This Jupyter notebook is a simple example of how to work with the ERA5 Zarr data available on the Registry of Open Data on AWS.
Data stored and accessed via the Zarr package can be worked with directly from Amazon S3. This means you do not first need to download the data and can instead access it directly in your code while loading the data into memory when it is required. Another advantage of Zarr is that you can subset the data before you request it so you only access from Amazon S3 the data that you need for your calculation.
The ECMWF ERA5 Zarr data is managed by intertrust.com and made available in both NetCDF and ZARR formats.
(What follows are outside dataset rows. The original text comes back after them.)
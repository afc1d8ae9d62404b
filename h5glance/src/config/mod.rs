//! Configuration system for h5glance.
//!
//! Configuration comes from two sources, with the following precedence
//! (highest to lowest):
//!
//! 1. Programmatic overrides (CLI flags applied by the caller)
//! 2. Environment variables (`H5GLANCE_COLORS`, `PAGER`, `H5GLANCE_LOG_MODE`)
//! 3. Built-in defaults
//!
//! Renderers never consult the environment themselves; they receive the
//! resolved [`Config`] values.
//!
//! # Examples
//!
//! ```
//! use h5glance::config::{ColorMode, Config};
//!
//! let config = Config {
//!     colors: ColorMode::Never,
//!     ..Default::default()
//! };
//! assert!(!config.colors.resolve(true));
//! ```

pub mod environment;
pub mod schema;

pub use environment::EnvironmentConfig;
pub use schema::{ColorMode, Config, DEFAULT_PAGER};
The data currently covers the globe with hourly resolution from 1979 through present with a slight delay on the most recent data. Available variables include air pressure at mean sea level, air temperature at 2 metres, air temperature at 2 metres 1hour Maximum, air temperature at 2 metres 1hour Minimum, dew point temperature at 2 metres, eastward wind at 100 metres, eastward wind at 10 metres, integral wrt time of surface direct downwelling shortwave flux in air 1hour Accumulation, lwe thickness of surface snow amount, northward wind at 100 metres, northward wind at 10 metres, precipitation amount 1hour Accumulation, sea surface temperature, snow density, and surface air pressure.
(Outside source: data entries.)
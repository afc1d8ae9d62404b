//! Utility functions for CLI operations.
//!
//! Input validation and configuration loading shared by both binaries.

use crate::error::CliError;
use h5glance::container::detect_format;
use h5glance::{ColorMode, Config, EnvironmentConfig};
use std::path::Path;

/// Global CLI options shared across all commands.
#[derive(Debug, Clone, Default)]
pub struct GlobalOptions {
    /// Enable verbose output.
    pub verbose: bool,

    /// Suppress non-essential output.
    pub quiet: bool,

    /// Colour policy from `--color`, overriding the environment.
    pub color: Option<ColorMode>,
}

/// Make sure `path` is a regular file in a format we can open.
pub fn check_input(path: &Path) -> Result<(), CliError> {
    if !path.is_file() {
        return Err(CliError::NotAFile(path.to_path_buf()));
    }
    match detect_format(path)? {
        Some(format) => {
            log::debug!("{} detected as {format:?}", path.display());
            Ok(())
        }
        None => Err(CliError::NotRecognized(path.to_path_buf())),
    }
}

/// Load configuration from the environment, then apply CLI flags.
pub fn load_config(global: &GlobalOptions) -> Result<Config, CliError> {
    let mut config = EnvironmentConfig::load()?;
    if let Some(color) = global.color {
        config.colors = color;
    }
    Ok(config)
}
Now what was the weather like on the day I was born? Cold, with a cold front having pushed through a Canadian air mass but with little precipitation.
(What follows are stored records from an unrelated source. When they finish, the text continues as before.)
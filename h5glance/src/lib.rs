#![deny(missing_docs, unsafe_code)]
#![warn(clippy::all, clippy::pedantic)]
#![allow(clippy::module_name_repetitions)]

//! # h5glance
//!
//! A library for glancing at the structure of HDF5-style container files.
//!
//! The library walks a container's groups, datasets, attributes and links and
//! renders a compact summary: a box-drawing tree for the terminal, or a
//! collapsible HTML tree for a browser. Objects reachable through several
//! hard links are expanded once and shown as aliases afterwards; soft and
//! external links are shown with their targets and never followed.
//!
//! ## Core Types
//!
//! - [`Container`]: read access to an opened file, with [`MemoryContainer`]
//!   as the built-in backend and a libhdf5 backend behind the `hdf5` feature
//! - [`TreeWalker`] and [`TreeNode`]: cycle-safe traversal into a display tree
//! - [`TextTreeRenderer`] and [`HtmlTreeRenderer`]: the two output forms
//! - [`Datatype`], [`fmt_dtype`], [`fmt_shape`], [`fmt_attr`]: one-line summaries
//! - [`Error`] and [`Result`]: Error handling types
//! - [`Logger`] and [`LogLevel`]: Logging infrastructure
//!
//! ## Examples
//!
//! ```
//! use h5glance::{Datatype, MemoryContainer, TextTreeRenderer, TreeWalker, VisitedSet, WalkOptions};
//!
//! let mut file = MemoryContainer::new("sample.h5");
//! file.create_dataset("/group1/subgroup1/dataset1", Datatype::uint(64), &[200]).unwrap();
//! file.create_dataset("/group1/subgroup2/dataset1", Datatype::int(16), &[12]).unwrap();
//! file.link_hard("/synonyms/folder", "/group1/subgroup1").unwrap();
//!
//! let walker = TreeWalker::new(&file, WalkOptions::default());
//! let tree = walker.walk("/", "sample.h5", None, &mut VisitedSet::new()).unwrap();
//! let text = TextTreeRenderer::plain().render_to_string(&tree);
//!
//! assert_eq!(
//!     text,
//!     "sample.h5\n\
//!      ├group1\n\
//!      │ ├subgroup1\n\
//!      │ │ └dataset1\t[uint64: 200]\n\
//!      │ └subgroup2\n\
//!      │   └dataset1\t[int16: 12]\n\
//!      └synonyms\n\
//!      \x20 └folder\t= /group1/subgroup1\n"
//! );
//! ```

pub mod completer;
pub mod config;
pub mod container;
pub mod datatype;
pub mod error;
pub mod format;
pub mod html;
pub mod logging;
pub mod output;
pub mod tree;

// Re-export key types at crate root for convenience
pub use completer::PathCompleter;
pub use config::{ColorMode, Config, EnvironmentConfig};
pub use container::{
    open, Array, Container, LinkKind, MemoryContainer, ObjectId, ObjectKind, ObjectMeta, Scalar,
    Selection, SliceExpr, Value,
};
pub use datatype::{dtype_description, fmt_dtype, Datatype};
pub use error::{Error, Result};
pub use format::{fmt_attr, fmt_shape};
pub use html::HtmlTreeRenderer;
pub use logging::{init_logger, LogLevel, Logger};
pub use output::{display_object, group_to_string, print_dataset_info, MaybePagedOutput, TextTreeRenderer};
pub use tree::{ChildOrder, NodeKind, TreeNode, TreeWalker, VisitedSet, WalkOptions};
This repository contains a Dockerfile for reproducing the environment for the Jupyter notebook.
Build the Docker image:
docker build -t weather .
Run the Docker container pointing to a local volume to save notebook changes:
docker run -p 8888:8888 -v `pwd`/notebooks:/notebooks --rm -ti weather
and then navigate to http://localhost:8888 in your browser to find the Jupyter notebook.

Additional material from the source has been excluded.